Sully swallowed. Chris nodded and touched Sully’s arm pulling him out with him.
They were all drinking beer, Tina Reardon, who was slipping her purse over her shoulder had only had one. She said, “Does this take care of it all? Are we supposed to be the entire parent and teacher association?”
Sidney Darrow and Keisha were putting on their coats, and Joel was coming out of the kitchen. They were in Mark’s house, and he was standing beside Rick.
“You’re the trial PTA,” Rick said. When his arm moved stiffly, Sidney remembered that he had been shot.
“Well,” Tina shrugged.
“And you’ve told me what I needed to know.”
“That Riley boy’s going to get what’s coming to him,” Tina said. “He almost shot my Sullivan. Not that I haven’t had a mind to shoot Sully a few times in the last few years, but still... That’s all he gets. He gets to scare us once, but I’m not going to have him turn Saint Vitus into some public school with safety checks and... Saint Vitus is a safe place. Despite everything.”

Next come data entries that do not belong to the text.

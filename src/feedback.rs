//! Turns an alignment score and joint geometry into user-facing feedback.
//!
//! Each frame yields a complete [`FeedbackState`] that replaces the previous
//! one. Presentation layers either read the value returned from the pipeline
//! or subscribe through [`FeedbackObserver`].

use crate::{
    alignment::{AlignmentResult, Severity},
    constants::{SHOULDER_TILT_THRESHOLD_PX, SYMMETRY_EPSILON_PX, TURNED_LEFT_RATIO, TURNED_RIGHT_RATIO},
    landmarks::{BodyJoints, PixelJoint},
};
use serde::Serialize;
use std::fmt;
use std::sync::{Arc, Mutex, PoisonError};

pub const NOT_DETECTED_MESSAGE: &str = "No person detected. Please step into the camera view.";
pub const SHOULDER_TILT_MESSAGE: &str = "Shoulders are uneven - try to level them.";
pub const EXCELLENT_MESSAGE: &str = "Excellent posture! Your spine is well aligned.";
pub const GOOD_MESSAGE: &str = "Good posture. Minor adjustments could help.";
pub const MODERATE_MESSAGE: &str = "Moderate misalignment detected. Try to straighten your back.";
pub const SEVERE_MESSAGE: &str = "Severe misalignment! Please center yourself and sit up straight.";
pub const TURNED_RIGHT_MESSAGE: &str = "You appear turned to the right - face the camera.";
pub const TURNED_LEFT_MESSAGE: &str = "You appear turned to the left - face the camera.";
pub const FACING_CAMERA_MESSAGE: &str = "Facing camera.";

/// Coarse status shown next to the feedback text
#[derive(Debug, Clone, Copy, PartialEq, Eq, Hash, Default, Serialize)]
#[serde(rename_all = "lowercase")]
pub enum Status {
    /// Nobody detected yet (or not any more)
    #[default]
    Checking,
    Excellent,
    Good,
    Moderate,
    Severe,
}

impl Status {
    /// Every status, in display order
    pub const ALL: [Self; 5] = [Self::Checking, Self::Excellent, Self::Good, Self::Moderate, Self::Severe];

    #[must_use]
    pub fn as_str(self) -> &'static str {
        match self {
            Self::Checking => "checking",
            Self::Excellent => "excellent",
            Self::Good => "good",
            Self::Moderate => "moderate",
            Self::Severe => "severe",
        }
    }
}

impl From<Severity> for Status {
    fn from(severity: Severity) -> Self {
        match severity {
            Severity::Excellent => Self::Excellent,
            Severity::Good => Self::Good,
            Severity::Moderate => Self::Moderate,
            Severity::Severe => Self::Severe,
        }
    }
}

impl fmt::Display for Status {
    fn fmt(&self, f: &mut fmt::Formatter<'_>) -> fmt::Result {
        f.pad(self.as_str())
    }
}

/// Feedback text and status for one frame
#[derive(Debug, Clone, PartialEq, Eq, Serialize)]
pub struct FeedbackState {
    pub message: String,
    pub status: Status,
}

impl FeedbackState {
    /// The "nobody detected" value
    #[must_use]
    pub fn not_detected() -> Self {
        Self {
            message: NOT_DETECTED_MESSAGE.to_string(),
            status: Status::Checking,
        }
    }
}

impl Default for FeedbackState {
    fn default() -> Self {
        Self::not_detected()
    }
}

/// Which way the subject's head is turned relative to the camera
#[derive(Debug, Clone, Copy, PartialEq, Eq)]
pub enum FacingDirection {
    TurnedRight,
    TurnedLeft,
    FacingCamera,
}

impl FacingDirection {
    #[must_use]
    pub fn message(self) -> &'static str {
        match self {
            Self::TurnedRight => TURNED_RIGHT_MESSAGE,
            Self::TurnedLeft => TURNED_LEFT_MESSAGE,
            Self::FacingCamera => FACING_CAMERA_MESSAGE,
        }
    }
}

/// Estimate facing direction from horizontal nose-to-shoulder symmetry
///
/// A nose horizontally on top of either shoulder gives no usable ratio and
/// counts as facing the camera.
#[must_use]
pub fn facing_direction(nose: PixelJoint, left_shoulder: PixelJoint, right_shoulder: PixelJoint) -> FacingDirection {
    let left_dist = (nose.x - left_shoulder.x).abs();
    let right_dist = (nose.x - right_shoulder.x).abs();

    // Also rejects NaN distances
    if !(left_dist >= SYMMETRY_EPSILON_PX && right_dist >= SYMMETRY_EPSILON_PX) {
        return FacingDirection::FacingCamera;
    }

    let ratio = left_dist / right_dist;
    if ratio > TURNED_RIGHT_RATIO {
        FacingDirection::TurnedRight
    } else if ratio < TURNED_LEFT_RATIO {
        FacingDirection::TurnedLeft
    } else {
        FacingDirection::FacingCamera
    }
}

/// Whether the shoulders differ in height by more than the tilt threshold
#[must_use]
pub fn shoulders_tilted(left_shoulder: PixelJoint, right_shoulder: PixelJoint) -> bool {
    (left_shoulder.y - right_shoulder.y).abs() > SHOULDER_TILT_THRESHOLD_PX
}

/// Build the feedback for one frame
///
/// Fragments are joined with single spaces in a fixed order: shoulder tilt
/// (when present), severity, facing direction, deviation summary.
#[must_use]
pub fn synthesize_feedback(joints: &[PixelJoint], alignment: &AlignmentResult) -> FeedbackState {
    let Some(body) = BodyJoints::from_pixels(joints) else {
        return FeedbackState::not_detected();
    };
    if !alignment.is_detected() {
        return FeedbackState::not_detected();
    }

    let mut fragments: Vec<String> = Vec::with_capacity(4);

    if shoulders_tilted(body.left_shoulder, body.right_shoulder) {
        fragments.push(SHOULDER_TILT_MESSAGE.to_string());
    }

    let severity = alignment.severity();
    let severity_message = match severity {
        Severity::Excellent => EXCELLENT_MESSAGE,
        Severity::Good => GOOD_MESSAGE,
        Severity::Moderate => MODERATE_MESSAGE,
        Severity::Severe => SEVERE_MESSAGE,
    };
    fragments.push(severity_message.to_string());

    fragments.push(facing_direction(body.nose, body.left_shoulder, body.right_shoulder).message().to_string());

    fragments.push(format!(
        "Avg deviation: {}px, Max deviation: {}px",
        alignment.avg_deviation(),
        alignment.max_deviation()
    ));

    FeedbackState {
        message: fragments.join(" "),
        status: Status::from(severity),
    }
}

/// Subscriber notified with every frame's feedback
pub trait FeedbackObserver {
    fn on_feedback(&mut self, feedback: &FeedbackState);
}

impl<F> FeedbackObserver for F
where
    F: FnMut(&FeedbackState),
{
    fn on_feedback(&mut self, feedback: &FeedbackState) {
        self(feedback);
    }
}

/// Shared snapshot of the most recent feedback
///
/// Clones share the same slot, so one clone can be registered with the
/// pipeline while another is polled by a UI thread. Readers always see a
/// whole value.
#[derive(Debug, Clone, Default)]
pub struct LatestFeedback {
    slot: Arc<Mutex<FeedbackState>>,
}

impl LatestFeedback {
    #[must_use]
    pub fn new() -> Self {
        Self::default()
    }

    /// Copy of the latest feedback
    #[must_use]
    pub fn snapshot(&self) -> FeedbackState {
        self.slot.lock().unwrap_or_else(PoisonError::into_inner).clone()
    }
}

impl FeedbackObserver for LatestFeedback {
    fn on_feedback(&mut self, feedback: &FeedbackState) {
        let mut slot = self.slot.lock().unwrap_or_else(PoisonError::into_inner);
        slot.clone_from(feedback);
    }
}
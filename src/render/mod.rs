//! Layered overlay rendering onto a 2D drawing surface.
//!
//! A frame is drawn in a fixed order, later layers covering earlier ones:
//!
//! 1. background fill
//! 2. dashed vertical centre guide with its label
//! 3. skeleton bones, then a dot on every joint
//! 4. smoothed spine curve coloured by alignment, with point markers
//!
//! The renderer is stateless; everything it needs arrives in a [`FrameScene`].

/// Path segments, curve flattening and dashing
pub mod path;

/// Colours and stroke settings
pub mod style;

/// Surface that records draw calls instead of rasterizing
pub mod recording;

/// `OpenCV` `Mat` drawing surface
#[cfg(feature = "opencv")]
pub mod opencv_surface;

use crate::{
    landmarks::{is_complete, PixelJoint, SKELETON_BONES},
    spine::SpineModel,
    Result,
};
use log::trace;

pub use path::{Path, PathSegment};
pub use recording::{DrawCommand, RecordingSurface};
pub use style::{Color, RenderStyle};

/// Line appearance for [`Surface::stroke_path`]
#[derive(Debug, Clone, Copy, PartialEq)]
pub struct Stroke {
    pub color: Color,
    pub width: f64,
    /// Dash and gap lengths; `None` draws a solid line
    pub dash: Option<[f64; 2]>,
}

impl Stroke {
    #[must_use]
    pub fn solid(color: Color, width: f64) -> Self {
        Self {
            color,
            width,
            dash: None,
        }
    }

    #[must_use]
    pub fn dashed(color: Color, width: f64, dash: [f64; 2]) -> Self {
        Self {
            color,
            width,
            dash: Some(dash),
        }
    }
}

/// Imperative 2D drawing backend
pub trait Surface {
    /// Width in pixels
    fn width(&self) -> f64;

    /// Height in pixels
    fn height(&self) -> f64;

    /// Fill an axis-aligned rectangle
    fn fill_rect(&mut self, x: f64, y: f64, width: f64, height: f64, color: Color) -> Result<()>;

    /// Stroke a path
    fn stroke_path(&mut self, path: &Path, stroke: &Stroke) -> Result<()>;

    /// Fill a circle
    fn fill_circle(&mut self, center: PixelJoint, radius: f64, color: Color) -> Result<()>;

    /// Draw text horizontally centred on `anchor.x` with its baseline at `anchor.y`
    fn fill_text(&mut self, text: &str, anchor: PixelJoint, size: f64, color: Color) -> Result<()>;
}

/// What to draw for one frame
#[derive(Debug, Clone, Copy)]
pub struct FrameScene<'a> {
    /// Projected joints; empty when nobody is detected
    pub joints: &'a [PixelJoint],
    pub spine: Option<&'a SpineModel>,
    pub is_aligned: bool,
}

impl FrameScene<'static> {
    /// Scene with only background and centre guide
    #[must_use]
    pub fn empty() -> Self {
        Self {
            joints: &[],
            spine: None,
            is_aligned: false,
        }
    }
}

/// Draws frames with a fixed style
#[derive(Debug, Clone, Default)]
pub struct FrameRenderer {
    style: RenderStyle,
}

impl FrameRenderer {
    #[must_use]
    pub fn new(style: RenderStyle) -> Self {
        Self { style }
    }

    #[must_use]
    pub fn style(&self) -> &RenderStyle {
        &self.style
    }

    /// Draw every layer of `scene`
    ///
    /// # Errors
    ///
    /// Returns the first error reported by the surface
    pub fn render(&self, surface: &mut dyn Surface, scene: &FrameScene<'_>) -> Result<()> {
        self.draw_background(surface)?;
        self.draw_center_guide(surface)?;

        if is_complete(scene.joints) {
            self.draw_skeleton(surface, scene.joints)?;
        } else if !scene.joints.is_empty() {
            trace!("Skipping skeleton for {} joints", scene.joints.len());
        }

        if let Some(spine) = scene.spine {
            self.draw_spine(surface, spine, scene.is_aligned)?;
        }

        Ok(())
    }

    fn draw_background(&self, surface: &mut dyn Surface) -> Result<()> {
        let (width, height) = (surface.width(), surface.height());
        surface.fill_rect(0.0, 0.0, width, height, self.style.background)
    }

    fn draw_center_guide(&self, surface: &mut dyn Surface) -> Result<()> {
        let center_x = surface.width() / 2.0;
        let guide = Path::line(PixelJoint::new(center_x, 0.0), PixelJoint::new(center_x, surface.height()));

        surface.stroke_path(
            &guide,
            &Stroke::dashed(self.style.guide_color, self.style.guide_width, self.style.guide_dash),
        )?;
        surface.fill_text(
            &self.style.guide_label,
            PixelJoint::new(center_x, self.style.label_offset),
            self.style.label_size,
            self.style.guide_color,
        )
    }

    fn draw_skeleton(&self, surface: &mut dyn Surface, joints: &[PixelJoint]) -> Result<()> {
        let bone = Stroke::solid(self.style.bone_color, self.style.bone_width);
        for (start, end) in SKELETON_BONES {
            surface.stroke_path(&Path::line(joints[start], joints[end]), &bone)?;
        }

        for joint in joints {
            surface.fill_circle(*joint, self.style.joint_radius, self.style.joint_color)?;
        }

        Ok(())
    }

    fn draw_spine(&self, surface: &mut dyn Surface, spine: &SpineModel, is_aligned: bool) -> Result<()> {
        let color = self.style.spine_color(is_aligned);
        let points = spine.points();

        surface.stroke_path(&spine_curve(&points), &Stroke::solid(color, self.style.spine_width))?;

        for (i, point) in points.iter().enumerate() {
            let radius = if i == 0 {
                self.style.nose_radius
            } else {
                self.style.spine_point_radius
            };
            surface.fill_circle(*point, radius, color)?;
        }

        Ok(())
    }
}

/// Smooth path through `points` using successive midpoints
///
/// Each interior point becomes the control of a quadratic ending halfway to
/// the next point; the last point is reached with a straight segment.
#[must_use]
pub fn spine_curve(points: &[PixelJoint]) -> Path {
    let Some((first, rest)) = points.split_first() else {
        return Path::new();
    };

    let mut path = Path::new().move_to(*first);
    if let Some((last, interior)) = rest.split_last() {
        for (i, control) in interior.iter().enumerate() {
            let next = rest[i + 1];
            path = path.quad_to(*control, control.midpoint(next));
        }
        path = path.line_to(*last);
    }
    path
}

“I just wanted to hear other people say that,” Rick said. “Because I don’t want to turn it into a jail.”
“One gun pulled in ninety years,” Joel said. “I think that’s a good enough record. If the kids think they’re at a jail...”
“They’ll start acting like criminals,” Sidney said.
“Exactly.”
“Well, that settles it,” Rick said rubbing his hands together and then wincing.
“Sort of,” he said.
Tina was the first out the door saying, “Let’s just hope the rest of the parents and the staff agree.”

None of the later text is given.